The 30-acre park featured the tallest roller coaster in the city at the time, the Tornado. A photograph of the grand opening shows professional baseball player Allie Reynolds driving a golden spike into the miniature train tracks next to a smiling local TV celebrity, Danny Williams, in his "3-D Danny costume.

Woods said he had a good family atmosphere at the park. Parents trusted their children to stay at the park all day without adult supervision. But by 1963, a changing racial climate caught up with the park.

The park, like many segregated businesses of the era, went through changes after sit-in demonstrations by local activists, including Clara Luper in 1963. Woods, torn over helping break the color barrier and keeping white clients happy, decided to integrate.

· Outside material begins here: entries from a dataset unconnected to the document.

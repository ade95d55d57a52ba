use serde::{Deserialize, Serialize};

/// Kind of resource an ACL rule applies to.
#[derive(Debug, Clone, Copy, PartialEq, Eq, Hash, Serialize, Deserialize)]
#[serde(rename_all = "lowercase")]
pub enum ResourceType {
    Document,
    Collection,
    Account,
}

/// Permission granted by an ACL rule.
#[derive(Debug, Clone, Copy, PartialEq, Eq, PartialOrd, Ord, Hash, Serialize, Deserialize)]
#[serde(rename_all = "lowercase")]
pub enum PermissionName {
    View,
    Edit,
    Review,
    Publish,
    Admin,
}

/// Kind of principal an ACL is assigned to.
#[derive(Debug, Clone, Copy, PartialEq, Eq, Hash, Serialize, Deserialize)]
#[serde(rename_all = "lowercase")]
pub enum AssigneeType {
    User,
    Usergroup,
    Account,
    Public,
}

/// A set of resources of one type, e.g. a document and its ancestors.
#[derive(Debug, Clone, PartialEq, Eq, Serialize, Deserialize)]
pub struct ResourceGroup {
    #[serde(rename = "type")]
    pub resource_type: ResourceType,
    pub ids: Vec<String>,
}

impl ResourceGroup {
    /// Creates a resource group of the given type.
    pub fn new<I, S>(resource_type: ResourceType, ids: I) -> Self
    where
        I: IntoIterator<Item = S>,
        S: Into<String>,
    {
        Self {
            resource_type,
            ids: ids.into_iter().map(Into::into).collect(),
        }
    }

    /// Returns a copy of this group carrying only `ids`.
    pub fn with_ids(&self, ids: Vec<String>) -> Self {
        Self {
            resource_type: self.resource_type,
            ids,
        }
    }
}

/// A set of principals of one type.
#[derive(Debug, Clone, PartialEq, Eq, Serialize, Deserialize)]
pub struct AssigneeGroup {
    #[serde(rename = "type")]
    pub assignee_type: AssigneeType,
    pub ids: Vec<String>,
}

impl AssigneeGroup {
    /// Creates an assignee group of the given type.
    pub fn new<I, S>(assignee_type: AssigneeType, ids: I) -> Self
    where
        I: IntoIterator<Item = S>,
        S: Into<String>,
    {
        Self {
            assignee_type,
            ids: ids.into_iter().map(Into::into).collect(),
        }
    }
}

/// Grants permissions on a group of resources.
#[derive(Debug, Clone, PartialEq, Eq, Serialize, Deserialize)]
pub struct AclRule {
    pub resource: ResourceGroup,
    pub permissions: Vec<PermissionName>,
}

/// An access control list scoped to one account.
#[derive(Debug, Clone, PartialEq, Eq, Serialize, Deserialize)]
#[serde(rename_all = "camelCase")]
pub struct Acl {
    pub id: String,
    pub account_id: String,
    pub assignees: Vec<AssigneeGroup>,
    pub rules: Vec<AclRule>,
}

impl Acl {
    /// Creates an ACL without assignees or rules.
    pub fn new(id: impl Into<String>, account_id: impl Into<String>) -> Self {
        Self {
            id: id.into(),
            account_id: account_id.into(),
            assignees: Vec::new(),
            rules: Vec::new(),
        }
    }

    /// Adds an assignee group.
    pub fn with_assignee(mut self, assignee: AssigneeGroup) -> Self {
        self.assignees.push(assignee);
        self
    }

    /// Adds a rule.
    pub fn with_rule(mut self, resource: ResourceGroup, permissions: Vec<PermissionName>) -> Self {
        self.rules.push(AclRule {
            resource,
            permissions,
        });
        self
    }

    /// Returns every resource id referenced by this ACL's rules, in rule order.
    pub fn resource_ids(&self) -> Vec<String> {
        self.rules
            .iter()
            .flat_map(|rule| rule.resource.ids.iter().cloned())
            .collect()
    }
}

/// A named group of users within an account.
#[derive(Debug, Clone, PartialEq, Eq, Serialize, Deserialize)]
#[serde(rename_all = "camelCase")]
pub struct Usergroup {
    pub id: String,
    pub account_id: String,
    pub name: String,
}

impl Usergroup {
    /// Creates a usergroup.
    pub fn new(
        id: impl Into<String>,
        account_id: impl Into<String>,
        name: impl Into<String>,
    ) -> Self {
        Self {
            id: id.into(),
            account_id: account_id.into(),
            name: name.into(),
        }
    }
}

#[cfg(test)]
mod tests {
    use super::*;

    #[test]
    fn test_acl_wire_format() {
        let acl = Acl::new("acl-1", "acc-1")
            .with_assignee(AssigneeGroup::new(AssigneeType::User, ["uid-1"]))
            .with_rule(
                ResourceGroup::new(ResourceType::Document, ["doc-1"]),
                vec![PermissionName::View],
            );
        let json = serde_json::to_value(&acl).unwrap();
        assert_eq!(
            json,
            serde_json::json!({
                "id": "acl-1",
                "accountId": "acc-1",
                "assignees": [{"type": "user", "ids": ["uid-1"]}],
                "rules": [{
                    "resource": {"type": "document", "ids": ["doc-1"]},
                    "permissions": ["view"]
                }]
            })
        );
    }

    #[test]
    fn test_acl_resource_ids_spans_rules() {
        let acl = Acl::new("acl-1", "acc-1")
            .with_rule(
                ResourceGroup::new(ResourceType::Collection, ["col-1", "col-2"]),
                vec![PermissionName::Edit],
            )
            .with_rule(
                ResourceGroup::new(ResourceType::Document, ["doc-1"]),
                vec![PermissionName::View],
            );
        assert_eq!(acl.resource_ids(), vec!["col-1", "col-2", "doc-1"]);
    }

    #[test]
    fn test_resource_group_with_ids_keeps_type() {
        let group = ResourceGroup::new(ResourceType::Collection, ["a", "b"]);
        let subset = group.with_ids(vec!["b".to_string()]);
        assert_eq!(subset.resource_type, ResourceType::Collection);
        assert_eq!(subset.ids, vec!["b"]);
    }
}
use thiserror::Error;

/// Errors that can occur during cache operations.
#[derive(Debug, Error, Clone, PartialEq, Eq)]
pub enum CacheError {
    #[error("Cache connection failed: {0}")]
    ConnectionFailed(String),
    #[error("Cache operation failed: {0}")]
    OperationFailed(String),
    #[error("Serialization error: {0}")]
    Serialization(String),
    #[error("Cache configuration error: {0}")]
    Configuration(String),
    #[error("Invalidator {invalidator} does not support the {phase} phase")]
    UnsupportedPhase {
        invalidator: &'static str,
        phase: &'static str,
    },
    #[error("Authorization backend failed: {0}")]
    Backend(String),
}

impl From<serde_json::Error> for CacheError {
    fn from(err: serde_json::Error) -> Self {
        Self::Serialization(err.to_string())
    }
}

/// Result type for cache operations.
pub type Result<T> = std::result::Result<T, CacheError>;

#[cfg(test)]
mod tests {
    use super::*;

    #[test]
    fn test_connection_failed_display() {
        let error = CacheError::ConnectionFailed("timeout".to_string());
        assert_eq!(error.to_string(), "Cache connection failed: timeout");
    }

    #[test]
    fn test_operation_failed_display() {
        let error = CacheError::OperationFailed("WRONGTYPE".to_string());
        assert_eq!(error.to_string(), "Cache operation failed: WRONGTYPE");
    }

    #[test]
    fn test_serialization_display() {
        let error = CacheError::Serialization("invalid JSON".to_string());
        assert_eq!(error.to_string(), "Serialization error: invalid JSON");
    }

    #[test]
    fn test_configuration_display() {
        let error = CacheError::Configuration("missing get-set backend".to_string());
        assert_eq!(
            error.to_string(),
            "Cache configuration error: missing get-set backend"
        );
    }

    #[test]
    fn test_unsupported_phase_display() {
        let error = CacheError::UnsupportedPhase {
            invalidator: "GroupsUserInvalidator",
            phase: "create",
        };
        assert_eq!(
            error.to_string(),
            "Invalidator GroupsUserInvalidator does not support the create phase"
        );
    }

    #[test]
    fn test_from_serde_json_error() {
        let err = serde_json::from_str::<Vec<String>>("not json").unwrap_err();
        let error = CacheError::from(err);
        assert!(matches!(error, CacheError::Serialization(_)));
    }
}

The decision did hurt business, he said. Crowds disappeared. Whites stayed away and blacks mostly went to Springlake Amusement park in northeast Oklahoma City.

"I was caught up in what was going on in the rest of the world at the time, Woods said. "That summer you could fire a shotgun down the park and not hit anyone.

When profits dipped, Woods turned to rock 'n' roll to save the park. It was music that brought the crowds back in 1966, he said. Johnny Rivers, Johnny Cash and teen pop idol Johnny Tillotson helped make the turnstiles whirl.